Qui peut essayer le jeûne intermittent et qui doit l’éviter ? Repères fondés sur la recherche pour les femmes, après 50 ans, les sportifs, les ados et les malades.

Publié le 23/01/2026 · Mis à jour le 09/09/2026 · 10 min de lecture · 11 articles dans ce dossier

Réponse rapide : le jeûne intermittent est sûr et efficace pour la plupart des adultes en bonne santé, mais il ne convient pas de la même façon à tout le monde. Les femmes, les personnes âgées, les sportifs et les personnes atteintes de diabète, de SOPK ou d’un trouble thyroïdien ont besoin d’adaptations. Certains groupes — femmes enceintes ou qui allaitent, adolescents en croissance, personnes ayant des antécédents de trouble du comportement alimentaire — doivent éviter le jeûne ou n’avancer que sous surveillance médicale.

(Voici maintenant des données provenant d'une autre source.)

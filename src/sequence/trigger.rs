//! # Sequence Triggers
//!
//! A trigger pairs a [`TriggerPolicy`] (when to fire) with a trigger runner: a
//! container holding the mini sequence to execute when it fires. Triggers are
//! evaluated between items, cascading from the innermost container to the root.

use async_trait::async_trait;
use std::sync::{Arc, Weak};
use std::time::Duration;
use tokio_util::sync::CancellationToken;
use tracing::{debug, info};
use uuid::Uuid;

use super::container::SequenceContainer;
use super::entity::{EntityCore, EntityMetadata, SequenceEntity};
use crate::error::{SequenceError, SequenceResult};
use crate::logging::{log_entity_transition, log_error};
use crate::progress::{ProgressSink, SourcedProgress};
use crate::state_machine::{EntityEvent, EntityStatus};
use crate::validation::{skip_reason, Validatable, ValidationIssue};

/// Decides when a trigger fires and tracks the state it needs to do so
pub trait TriggerPolicy: Send + Sync {
    fn should_trigger(
        &self,
        previous: Option<&dyn SequenceEntity>,
        next: Option<&dyn SequenceEntity>,
    ) -> bool;

    /// Called once per firing, before the runner executes
    fn on_triggered(&self) {}

    fn block_initialize(&self) {}

    fn block_started(&self) {}

    fn block_finished(&self) {}

    fn block_teardown(&self) {}

    fn reset_progress(&self) {}

    fn clone_policy(&self) -> Box<dyn TriggerPolicy>;

    fn as_validatable(&self) -> Option<&dyn Validatable> {
        None
    }
}

pub struct SequenceTrigger {
    core: EntityCore,
    policy: Box<dyn TriggerPolicy>,
    runner: Arc<SequenceContainer>,
}

impl SequenceTrigger {
    /// Trigger with an empty sequential runner
    pub fn new(metadata: EntityMetadata, policy: impl TriggerPolicy + 'static) -> Self {
        let runner = SequenceContainer::sequential(EntityMetadata::new(format!(
            "{} runner",
            metadata.name
        )));
        Self::with_runner(metadata, Box::new(policy), runner)
    }

    pub fn with_runner(
        metadata: EntityMetadata,
        policy: Box<dyn TriggerPolicy>,
        runner: Arc<SequenceContainer>,
    ) -> Self {
        Self {
            core: EntityCore::new(metadata),
            policy,
            runner,
        }
    }

    pub fn runner(&self) -> &Arc<SequenceContainer> {
        &self.runner
    }

    pub fn policy(&self) -> &dyn TriggerPolicy {
        self.policy.as_ref()
    }

    /// Add an entity to the trigger runner
    pub fn add(&self, item: Arc<dyn SequenceEntity>) -> SequenceResult<()> {
        self.runner.add(item)
    }

    pub fn should_trigger(
        &self,
        previous: Option<&dyn SequenceEntity>,
        next: Option<&dyn SequenceEntity>,
    ) -> bool {
        self.policy.should_trigger(previous, next)
    }

    pub(crate) fn block_initialize(&self) {
        self.policy.block_initialize();
    }

    pub(crate) fn block_started(&self) {
        self.policy.block_started();
    }

    pub(crate) fn block_finished(&self) {
        self.policy.block_finished();
    }

    pub(crate) fn block_teardown(&self) {
        self.policy.block_teardown();
    }

    pub fn validate(&self) -> Vec<ValidationIssue> {
        let mut issues = Vec::new();
        if let Some(validatable) = self.policy.as_validatable() {
            if !validatable.validate() {
                issues.push(ValidationIssue {
                    entity_id: self.core.id,
                    entity_name: self.name().to_string(),
                    issues: validatable.issues(),
                });
            }
        }
        issues.extend(self.runner.validate_all());
        issues
    }

    pub fn clone_trigger(&self) -> SequenceTrigger {
        SequenceTrigger {
            core: self.core.fresh_copy(),
            policy: self.policy.clone_policy(),
            runner: self.runner.clone_container(),
        }
    }

    /// Fire the trigger on behalf of `context`, the container that found it
    /// applicable. Blocks until the runner finishes.
    pub async fn execute(
        &self,
        context: &Arc<SequenceContainer>,
        progress: &ProgressSink,
        cancel: &CancellationToken,
    ) -> SequenceResult<()> {
        self.fire(Arc::downgrade(context), progress, cancel).await
    }

    async fn fire(
        &self,
        host: Weak<SequenceContainer>,
        progress: &ProgressSink,
        cancel: &CancellationToken,
    ) -> SequenceResult<()> {
        // A trigger fires many times per run, so every firing starts fresh
        self.core.state.try_transition(EntityEvent::Reset);
        self.core.state.try_transition(EntityEvent::Start);

        if let Some(validatable) = self.policy.as_validatable() {
            if !validatable.validate() {
                info!(
                    entity_id = %self.core.id,
                    entity_name = %self.name(),
                    reason = %skip_reason(&validatable.issues()),
                    "Trigger skipped"
                );
                self.core.state.try_transition(EntityEvent::Skip);
                return Ok(());
            }
        }

        self.policy.on_triggered();
        self.runner.reset_progress();
        self.runner.set_trigger_host(host);

        let sink = SourcedProgress::sink(self.name(), progress.clone());
        let local = self.core.begin_local_scope(cancel);
        let result = self.runner.run(&sink, &local).await;
        self.core.end_local_scope();
        self.runner.set_trigger_host(Weak::new());

        let outcome = match result {
            Ok(()) if self.runner.status() == EntityStatus::Failed => {
                self.core
                    .state
                    .try_transition(EntityEvent::fail_with_error("trigger runner failed"));
                Ok(())
            }
            Ok(()) => {
                self.core.state.try_transition(EntityEvent::Complete);
                Ok(())
            }
            Err(SequenceError::Cancelled) if !cancel.is_cancelled() => {
                self.core.state.try_transition(EntityEvent::Skip);
                Ok(())
            }
            Err(err) if err.is_unwinding() => {
                if matches!(err, SequenceError::Cancelled) {
                    self.core.state.try_transition(EntityEvent::Revert);
                } else {
                    self.core
                        .state
                        .try_transition(EntityEvent::fail_with_error(err.to_string()));
                }
                Err(err)
            }
            Err(err) => {
                log_error("sequence_trigger", "fire", &err.to_string(), Some(self.name()));
                self.core
                    .state
                    .try_transition(EntityEvent::fail_with_error(err.to_string()));
                Ok(())
            }
        };

        log_entity_transition("fire", self.core.id, self.name(), self.status(), None);
        outcome
    }
}

#[async_trait]
impl SequenceEntity for SequenceTrigger {
    fn id(&self) -> Uuid {
        self.core.id
    }

    fn metadata(&self) -> &EntityMetadata {
        &self.core.metadata
    }

    fn status(&self) -> EntityStatus {
        self.core.status()
    }

    fn parent(&self) -> Option<Arc<SequenceContainer>> {
        self.core.parent()
    }

    fn attach_new_parent(&self, parent: Weak<SequenceContainer>) {
        self.core.set_parent(parent);
    }

    fn detach(&self) {
        self.core.clear_parent();
    }

    fn estimated_duration(&self) -> Duration {
        self.runner.estimated_duration()
    }

    /// Fire unconditionally on behalf of the owning container
    async fn run(&self, progress: &ProgressSink, cancel: &CancellationToken) -> SequenceResult<()> {
        let host = self
            .core
            .parent()
            .map(|parent| Arc::downgrade(&parent))
            .unwrap_or_default();
        debug!(entity_name = %self.name(), "Running trigger directly");
        self.fire(host, progress, cancel).await
    }

    fn skip(&self) {
        if self.status().is_terminal() {
            return;
        }
        if self.core.state.try_transition(EntityEvent::Skip).is_some() {
            log_entity_transition("skip", self.core.id, self.name(), EntityStatus::Skipped, None);
        }
        self.core.cancel_local();
    }

    fn reset_progress(&self) {
        self.core.state.try_transition(EntityEvent::Reset);
        self.policy.reset_progress();
        self.runner.reset_progress();
    }

    fn revert_interrupted(&self) {
        self.core.revert_interrupted();
        self.runner.revert_interrupted();
        self.runner.set_trigger_host(Weak::new());
    }

    fn clone_entity(&self) -> Arc<dyn SequenceEntity> {
        Arc::new(self.clone_trigger())
    }

    fn as_validatable(&self) -> Option<&dyn Validatable> {
        self.policy.as_validatable()
    }
}

impl std::fmt::Debug for SequenceTrigger {
    fn fmt(&self, f: &mut std::fmt::Formatter<'_>) -> std::fmt::Result {
        f.debug_struct("SequenceTrigger")
            .field("id", &self.core.id)
            .field("name", &self.core.metadata.name)
            .field("status", &self.core.status())
            .field("runner", &self.runner)
            .finish()
    }
}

Le jeûne intermittent s’appuie sur des données solides pour la santé métabolique, la gestion du poids et même la fonction cognitive. Mais les participants de la plupart des études sont des adultes en bonne santé de 20 à 50 ans. Si vous ne rentrez pas dans ce cadre, il vous faut des repères plus précis.

Cette page rassemble ce que dit la science du jeûne intermittent pour différents profils : qui en tire un bénéfice, qui a besoin d’adaptations, et qui doit passer son tour.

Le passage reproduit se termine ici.